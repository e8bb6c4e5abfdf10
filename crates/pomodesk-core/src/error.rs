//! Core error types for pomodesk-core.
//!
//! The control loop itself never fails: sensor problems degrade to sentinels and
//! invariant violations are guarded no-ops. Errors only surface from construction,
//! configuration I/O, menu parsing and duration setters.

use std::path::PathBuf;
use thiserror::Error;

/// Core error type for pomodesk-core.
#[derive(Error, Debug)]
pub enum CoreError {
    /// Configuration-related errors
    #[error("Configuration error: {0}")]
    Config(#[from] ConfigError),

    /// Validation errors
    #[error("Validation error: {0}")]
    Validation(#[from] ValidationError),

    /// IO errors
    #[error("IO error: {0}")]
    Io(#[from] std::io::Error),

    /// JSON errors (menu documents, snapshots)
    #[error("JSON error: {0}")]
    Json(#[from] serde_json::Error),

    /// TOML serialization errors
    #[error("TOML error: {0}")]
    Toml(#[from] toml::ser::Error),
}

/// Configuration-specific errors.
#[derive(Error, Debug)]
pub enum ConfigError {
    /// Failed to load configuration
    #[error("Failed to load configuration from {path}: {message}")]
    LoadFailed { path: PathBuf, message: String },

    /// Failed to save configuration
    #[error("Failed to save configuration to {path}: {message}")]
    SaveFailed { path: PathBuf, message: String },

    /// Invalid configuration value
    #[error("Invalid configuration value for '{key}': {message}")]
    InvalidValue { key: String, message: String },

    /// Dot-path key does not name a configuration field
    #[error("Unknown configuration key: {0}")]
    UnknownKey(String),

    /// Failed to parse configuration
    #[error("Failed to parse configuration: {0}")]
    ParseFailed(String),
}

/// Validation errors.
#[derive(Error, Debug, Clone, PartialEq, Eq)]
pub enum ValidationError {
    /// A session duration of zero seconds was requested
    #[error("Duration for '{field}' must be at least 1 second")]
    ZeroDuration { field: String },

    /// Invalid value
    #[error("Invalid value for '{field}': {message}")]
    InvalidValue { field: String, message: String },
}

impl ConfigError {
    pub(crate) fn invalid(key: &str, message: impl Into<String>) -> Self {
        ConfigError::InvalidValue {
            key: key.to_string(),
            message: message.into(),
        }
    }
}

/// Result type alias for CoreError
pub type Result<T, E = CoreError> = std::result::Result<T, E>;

#####

== WORK REQUEST ==
Would you repeat the lines from the one containing "field: String, message: String" through the end of the data, exactly, with nothing before or after them?

== ANSWER ==
    InvalidValue { field: String, message: String },
}

impl ConfigError {
    pub(crate) fn invalid(key: &str, message: impl Into<String>) -> Self {
        ConfigError::InvalidValue {
            key: key.to_string(),
            message: message.into(),
        }
    }
}

/// Result type alias for CoreError
pub type Result<T, E = CoreError> = std::result::Result<T, E>;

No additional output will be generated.